If this photo is to be believed, one of the country's most expensive institutes of higher education decided it would be best to just paint over the restraint device, before a new tenant moved in:

The "GW Housing Horrors" Facebook page is a compendium of, as the name would suggest, objectionable conditions in the dorms of George Washington University, a D.C.-based school where tuition for the 2013-2014 academic year is $47,290, room and board another $10,850.

Ayla Nejad, one of the unhappy residents who started the Facebook page, told Mashable she'd spent $4,200 to live in a GW residence hall this summer, while doing an unpaid internship . The problems she encountered included a "visibly soiled toilet, a shower head that had become dislodged from the wall, a refrigerator completely covered in an orange rust-like substance and a desk chair that had a hole the size of a small frying pan burnt through the seat."

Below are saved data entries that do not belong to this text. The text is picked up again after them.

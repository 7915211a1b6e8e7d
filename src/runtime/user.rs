//! User interaction operations (confirmation prompts).

use anyhow::Result;

use super::RealRuntime;

use std::io::{self, BufRead, Write};

/// Core, testable implementation that reads from any BufRead and writes to
/// any Write, so the destructive-operation sequencing can be tested without
/// a terminal.
pub(crate) fn confirm_with_io<R: BufRead, W: Write>(
    prompt: &str,
    input: &mut R,
    output: &mut W,
) -> Result<bool> {
    write!(output, "{} [y/N] ", prompt)?;
    output.flush()?;

    let mut line = String::new();
    input.read_line(&mut line)?;

    let response = line.trim().to_lowercase();
    Ok(response == "y" || response == "yes")
}

impl RealRuntime {
    pub(crate) fn confirm_impl(&self, prompt: &str) -> Result<bool> {
        let stdin = io::stdin();
        let mut stdout = io::stdout();
        let mut stdin_lock = stdin.lock();
        confirm_with_io(prompt, &mut stdin_lock, &mut stdout)
    }
}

Nejad, now a graduate student in France, told the website that she and her "Horrors" co-founder tried asking the university for repairs before turning to public shaming -- a technique with an unlikely source.

"It sounds really lame, but I was kind of inspired by Confucianism," she said. "You lead by example and you inspire other people by example, and therefore when someone does something that's unethical behavior, you make an example of that person who has done something horrible."

About the horribles. Here are a few representative GW Housing Horrors posts, since the page was launched at the end of July:

The public shaming may have an effect. On Friday, not long before the start of the academic year, GW's housing office put out a "Bill of Rights" for on-campus residents, in addition to instituting other dorm repair improvements, according to GW's student newspaper.

"It was regrettable and we're looking to improve upon what we saw in that piece," Peter Konwerski, GW's dean of student affairs, told WJLA. "We certainly don't want that to be the residential experience that our residents have."

According to the Princeton Review, GW has the country's 10th best dorms -- which, if nothing else, suggests that things probably could be worse.